Dans ces domaines que l'on peut qualifier de semi-privés, la liberté des uns, y compris la liberté religieuse, doit s'arrêter là où commence celle des autres. En particulier l'affichage trop ostensible de croyances religieuses, d'appartenances communautaristes ou d'opinions politiques peut heurter l'entourage.
Cette question concerne tout particulièrement les lieux de travail pour les rapports entre employés et plus encore pour les rapports des employés avec le public. Certaines formes de prosélytisme peuvent créer des tensions entre les salariés d'une même entreprise ou nuire à l'entreprise dans ses rapports avec l'extérieur.
Le problème vient d'être posé avec acuité par un arrêt de la Cour de cassation du 19 mars 2013 concernant la crèche « Baby Loup ». Dans cet arrêt, la Cour a estimé que « le principe de laïcité instauré par l'article 1 er de la Constitution n'est pas applicable aux salariés des employeurs de droit privé qui ne gèrent pas un service public ».

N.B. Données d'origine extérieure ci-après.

// In-process stand-in for the chai backend used by tests

use crate::api::client::BackendClient;
use crate::models::id::RecordId;
use crate::models::order::{MockPayment, NewOrder, Order};
use crate::models::post::{NewPost, Post};
use crate::models::user::{NewUser, User};
use axum::{
    extract::{Query, State},
    http::StatusCode,
    response::{IntoResponse, Response},
    routing::{get, post},
    Json, Router,
};
use std::collections::HashMap;
use std::sync::{Arc, Mutex};
use std::time::Duration;

#[derive(Default)]
struct FakeDb {
    users: Vec<User>,
    posts: Vec<Post>,
    orders: Vec<Order>,
    next_id: u64,
    reject_posts: bool,
    reject_orders: bool,
    reject_user_create: bool,
    reject_listing: bool,
    raw_posts: Option<serde_json::Value>,
    settle_as: Option<String>,
}

impl FakeDb {
    fn next_id(&mut self, prefix: &str) -> RecordId {
        self.next_id += 1;
        RecordId::Text(format!("{}{}", prefix, self.next_id))
    }
}

/// Records every request it serves, keyed by `"<METHOD> <path>"`
#[derive(Default)]
pub struct FakeBackend {
    db: Mutex<FakeDb>,
    calls: Mutex<HashMap<String, usize>>,
}

impl FakeBackend {
    /// Serve a fresh fake on an ephemeral port and return a client for it
    pub async fn start() -> (BackendClient, Arc<Self>) {
        let backend = Arc::new(Self::default());

        let router = Router::new()
            .route("/api/users", get(find_user).post(create_user))
            .route("/api/posts", get(list_posts).post(create_post))
            .route("/api/orders", post(create_order))
            .route("/api/payments/mock-complete", post(mock_complete))
            .with_state(Arc::clone(&backend));

        let listener = tokio::net::TcpListener::bind("127.0.0.1:0").await.unwrap();
        let addr = listener.local_addr().unwrap();
        tokio::spawn(async move {
            axum::serve(listener, router).await.unwrap();
        });

        let client =
            BackendClient::new(&format!("http://{}", addr), Duration::from_secs(5)).unwrap();

        (client, backend)
    }

    fn record(&self, endpoint: &str) {
        *self
            .calls
            .lock()
            .unwrap()
            .entry(endpoint.to_string())
            .or_insert(0) += 1;
    }

    pub fn calls(&self, endpoint: &str) -> usize {
        self.calls.lock().unwrap().get(endpoint).copied().unwrap_or(0)
    }

    pub fn total_calls(&self) -> usize {
        self.calls.lock().unwrap().values().sum()
    }

    pub fn seed_user(&self, handle: &str) -> User {
        let mut db = self.db.lock().unwrap();
        let user = User {
            id: db.next_id("u"),
            handle: handle.to_string(),
            name: "Seeded".to_string(),
            university: "RVU".to_string(),
            bio: String::new(),
        };
        db.users.push(user.clone());
        user
    }

    pub fn remove_user(&self, handle: &str) {
        self.db.lock().unwrap().users.retain(|user| user.handle != handle);
    }

    pub fn users(&self) -> Vec<User> {
        self.db.lock().unwrap().users.clone()
    }

    pub fn posts(&self) -> Vec<Post> {
        self.db.lock().unwrap().posts.clone()
    }

    pub fn orders(&self) -> Vec<Order> {
        self.db.lock().unwrap().orders.clone()
    }

    pub fn reject_posts(&self, reject: bool) {
        self.db.lock().unwrap().reject_posts = reject;
    }

    pub fn reject_orders(&self, reject: bool) {
        self.db.lock().unwrap().reject_orders = reject;
    }

    pub fn reject_listing(&self, reject: bool) {
        self.db.lock().unwrap().reject_listing = reject;
    }

    /// Answer `GET /api/posts` with this body verbatim
    pub fn serve_raw_posts(&self, body: serde_json::Value) {
        self.db.lock().unwrap().raw_posts = Some(body);
    }

    pub fn reject_user_create(&self, reject: bool) {
        self.db.lock().unwrap().reject_user_create = reject;
    }

    /// Force the status reported by mock-complete regardless of the request
    pub fn settle_as(&self, status: &str) {
        self.db.lock().unwrap().settle_as = Some(status.to_string());
    }
}

async fn find_user(
    State(backend): State<Arc<FakeBackend>>,
    Query(params): Query<HashMap<String, String>>,
) -> Response {
    backend.record("GET /api/users");

    let handle = params.get("handle").cloned().unwrap_or_default();
    let db = backend.db.lock().unwrap();
    match db.users.iter().find(|user| user.handle == handle) {
        Some(user) => Json(user.clone()).into_response(),
        None => (StatusCode::NOT_FOUND, "user not found").into_response(),
    }
}

async fn create_user(
    State(backend): State<Arc<FakeBackend>>,
    Json(new_user): Json<NewUser>,
) -> Response {
    backend.record("POST /api/users");

    let mut db = backend.db.lock().unwrap();
    if db.reject_user_create {
        return (StatusCode::INTERNAL_SERVER_ERROR, "nope").into_response();
    }

    let user = User {
        id: db.next_id("u"),
        handle: new_user.handle,
        name: new_user.name,
        university: new_user.university,
        bio: new_user.bio,
    };
    db.users.push(user.clone());
    (StatusCode::CREATED, Json(user)).into_response()
}

async fn list_posts(State(backend): State<Arc<FakeBackend>>) -> Response {
    backend.record("GET /api/posts");

    let db = backend.db.lock().unwrap();
    if db.reject_listing {
        return (StatusCode::INTERNAL_SERVER_ERROR, "nope").into_response();
    }
    if let Some(raw) = &db.raw_posts {
        return Json(raw.clone()).into_response();
    }
    Json(db.posts.clone()).into_response()
}

async fn create_post(
    State(backend): State<Arc<FakeBackend>>,
    Json(new_post): Json<NewPost>,
) -> Response {
    backend.record("POST /api/posts");

    let mut db = backend.db.lock().unwrap();
    if db.reject_posts {
        return (StatusCode::INTERNAL_SERVER_ERROR, "nope").into_response();
    }

    let post = Post {
        id: db.next_id("p"),
        author_id: Some(new_post.author_id),
        text: new_post.text,
        tags: new_post.tags,
        created_at: Some(serde_json::json!("2025-03-14T09:26:53Z")),
    };
    db.posts.push(post.clone());
    (StatusCode::CREATED, Json(post)).into_response()
}

async fn create_order(
    State(backend): State<Arc<FakeBackend>>,
    Json(new_order): Json<NewOrder>,
) -> Response {
    backend.record("POST /api/orders");

    let mut db = backend.db.lock().unwrap();
    if db.reject_orders {
        return (StatusCode::BAD_REQUEST, "nope").into_response();
    }

    let order = Order {
        id: db.next_id("o"),
        user_id: new_order.user_id,
        items: new_order.items,
        total_amount: f64::from(new_order.total_amount),
        payment_status: "pending".to_string(),
    };
    db.orders.push(order.clone());
    (StatusCode::CREATED, Json(order)).into_response()
}

async fn mock_complete(
    State(backend): State<Arc<FakeBackend>>,
    Json(payment): Json<MockPayment>,
) -> Response {
    backend.record("POST /api/payments/mock-complete");

    let mut db = backend.db.lock().unwrap();
    let fallback = if payment.success { "success" } else { "failed" };
    let status = db.settle_as.clone().unwrap_or_else(|| fallback.to_string());

    match db.orders.iter_mut().find(|order| order.id == payment.order_id) {
        Some(order) => {
            order.payment_status = status;
            Json(order.clone()).into_response()
        }
        None => (StatusCode::NOT_FOUND, "order not found").into_response(),
    }
}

La Cour de cassation a donc estimé que le règlement intérieur de l'entreprise interdisant le port par les employés de signes religieux ou communautaristes, alors même qu'ils sont en contact avec le public ou avec des petits enfants, était contraire au code du travail. En effet, ce code interdit toute restriction qui ne serait pas justifiée « par la nature de la tâche à accomplir » (article L.1121 du code du travail).
Cet arrêt suscite de nouvelles interrogations sur le nécessaire élargissement du principe de laïcité dans la société française. Un sondage BVA pour Le Parisien paru lundi 25 mars 2013 montre d'ailleurs que « 86 % des personnes interrogées sont favorables à une loi interdisant le port visible de tout signe d'appartenance religieuse ou politique dans les lieux où l'on s'occupe d'enfants (écoles, crèches publiques ou privées) et que 83 % pensent qu'il faut aussi proscrire tout affichage dans les entreprises privées ».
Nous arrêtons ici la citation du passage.